### About this exercise:
Your task is to gather the lines below that hold the string "WebPkiClientVerifier".

-----

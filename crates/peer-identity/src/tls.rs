//! PEM materials for the mutually authenticated peer connections.
//!
//! The local certificate and key identify this node in both directions.
//! Trust is limited to the certificates under `peer-certs/` plus our own
//! certificate, so a node can always reach itself.

use crate::{derive_peer_id, CertSubject, IdentityError, IdentityResult};
use exchange_config_and_utils::Paths;
use parking_lot::RwLock;
use rustls::pki_types::{CertificateDer, PrivateKeyDer};
use rustls::server::WebPkiClientVerifier;
use rustls::{RootCertStore, ServerConfig};
use std::path::Path;
use std::sync::Arc;
use std::time::Duration;
use tracing::{debug, info, warn};

/// A trusted peer certificate read from `peer-certs/<id>.pem`.
#[derive(Debug, Clone)]
pub struct PeerCertificate {
    pub id: String,
    pub pem: String,
}

/// Raw PEM materials as read from the data directory.
#[derive(Debug, Clone)]
pub struct TlsMaterials {
    pub cert_pem: String,
    pub key_pem: String,
    pub peer_certs: Vec<PeerCertificate>,
}

impl TlsMaterials {
    /// Read `cert.pem`, `key.pem` and every `*.pem` under `peer-certs/`.
    pub fn load(paths: &Paths) -> IdentityResult<Self> {
        let cert_pem = std::fs::read_to_string(paths.cert_file())?;
        let key_pem = std::fs::read_to_string(paths.key_file())?;
        let peer_certs = read_peer_certs(&paths.peer_certs_dir())?;
        Ok(Self {
            cert_pem,
            key_pem,
            peer_certs,
        })
    }

    pub fn subject(&self) -> IdentityResult<CertSubject> {
        CertSubject::from_pem(self.cert_pem.as_bytes())
    }

    fn trusted_pems(&self) -> impl Iterator<Item = &str> {
        std::iter::once(self.cert_pem.as_str()).chain(self.peer_certs.iter().map(|c| c.pem.as_str()))
    }

    /// Outbound client presenting our identity and trusting only peers.
    pub fn http_client(&self, timeout: Duration) -> IdentityResult<reqwest::Client> {
        let identity_pem = format!("{}\n{}", self.key_pem, self.cert_pem);
        let identity = reqwest::Identity::from_pem(identity_pem.as_bytes()).map_err(tls_error)?;

        let mut builder = reqwest::Client::builder()
            .use_rustls_tls()
            .tls_built_in_root_certs(false)
            .identity(identity)
            .timeout(timeout);
        for pem in self.trusted_pems() {
            let cert = reqwest::Certificate::from_pem(pem.as_bytes()).map_err(tls_error)?;
            builder = builder.add_root_certificate(cert);
        }
        builder.build().map_err(tls_error)
    }

    /// Listener config that demands a client certificate chaining to a
    /// trusted peer certificate.
    pub fn server_config(&self) -> IdentityResult<Arc<ServerConfig>> {
        let provider = Arc::new(rustls::crypto::ring::default_provider());

        let mut roots = RootCertStore::empty();
        for pem in self.trusted_pems() {
            for cert in parse_certs(pem)? {
                roots.add(cert).map_err(tls_error)?;
            }
        }

        let verifier = WebPkiClientVerifier::builder_with_provider(Arc::new(roots), provider.clone())
            .build()
            .map_err(tls_error)?;

        let certs = parse_certs(&self.cert_pem)?;
        let key = parse_key(&self.key_pem)?;

        let mut config = ServerConfig::builder_with_provider(provider)
            .with_safe_default_protocol_versions()
            .map_err(tls_error)?
            .with_client_cert_verifier(verifier)
            .with_single_cert(certs, key)
            .map_err(tls_error)?;
        config.alpn_protocols = vec![b"http/1.1".to_vec()];
        Ok(Arc::new(config))
    }
}

/// Loaded TLS state shared by the peer listener and outbound deliveries.
///
/// Peer certificate changes swap the client and server config in place;
/// connections already established keep the config they started with.
pub struct TlsContext {
    paths: Paths,
    timeout: Duration,
    peer_id: String,
    cert_pem: String,
    state: RwLock<TlsState>,
}

struct TlsState {
    client: reqwest::Client,
    server: Arc<ServerConfig>,
}

impl TlsContext {
    pub fn load(paths: Paths, timeout: Duration) -> IdentityResult<Self> {
        let materials = TlsMaterials::load(&paths)?;
        let peer_id = derive_peer_id(&materials.subject()?)?;
        let state = TlsState {
            client: materials.http_client(timeout)?,
            server: materials.server_config()?,
        };
        info!(
            peer_id = %peer_id,
            trusted_peers = materials.peer_certs.len(),
            "Loaded TLS materials"
        );
        Ok(Self {
            paths,
            timeout,
            peer_id,
            cert_pem: materials.cert_pem,
            state: RwLock::new(state),
        })
    }

    /// This node's id, derived from its own certificate.
    pub fn peer_id(&self) -> &str {
        &self.peer_id
    }

    pub fn cert_pem(&self) -> &str {
        &self.cert_pem
    }

    pub fn client(&self) -> reqwest::Client {
        self.state.read().client.clone()
    }

    pub fn server_config(&self) -> Arc<ServerConfig> {
        self.state.read().server.clone()
    }

    /// Re-read `peer-certs/` and swap in fresh client and server configs.
    /// On error the previous configs stay in use.
    pub fn reload_peer_certs(&self) -> IdentityResult<usize> {
        let materials = TlsMaterials::load(&self.paths)?;
        let client = materials.http_client(self.timeout)?;
        let server = materials.server_config()?;
        let count = materials.peer_certs.len();

        let mut state = self.state.write();
        state.client = client;
        state.server = server;
        info!(trusted_peers = count, "Reloaded peer certificates");
        Ok(count)
    }
}

fn read_peer_certs(dir: &Path) -> IdentityResult<Vec<PeerCertificate>> {
    if !dir.exists() {
        return Ok(Vec::new());
    }

    let mut certs = Vec::new();
    for entry in std::fs::read_dir(dir)? {
        let path = entry?.path();
        let id = match (path.extension().and_then(|e| e.to_str()), path.file_stem()) {
            (Some("pem"), Some(stem)) => stem.to_string_lossy().into_owned(),
            _ => {
                warn!(path = %path.display(), "Ignoring non-PEM file in peer-certs");
                continue;
            }
        };
        let pem = std::fs::read_to_string(&path)?;
        if parse_certs(&pem)?.is_empty() {
            warn!(path = %path.display(), "Ignoring peer certificate file with no certificates");
            continue;
        }
        debug!(peer_id = %id, "Trusting peer certificate");
        certs.push(PeerCertificate { id, pem });
    }
    certs.sort_by(|a, b| a.id.cmp(&b.id));
    Ok(certs)
}

fn parse_certs(pem: &str) -> IdentityResult<Vec<CertificateDer<'static>>> {
    let certs = rustls_pemfile::certs(&mut pem.as_bytes()).collect::<Result<Vec<_>, _>>()?;
    Ok(certs)
}

fn parse_key(pem: &str) -> IdentityResult<PrivateKeyDer<'static>> {
    rustls_pemfile::private_key(&mut pem.as_bytes())?
        .ok_or_else(|| IdentityError::Tls("no private key found in key.pem".to_string()))
}

fn tls_error(err: impl std::fmt::Display) -> IdentityError {
    IdentityError::Tls(err.to_string())
}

-----

### Output for this task:
use rustls::server::WebPkiClientVerifier;
        let verifier = WebPkiClientVerifier::builder_with_provider(Arc::new(roots), provider.clone())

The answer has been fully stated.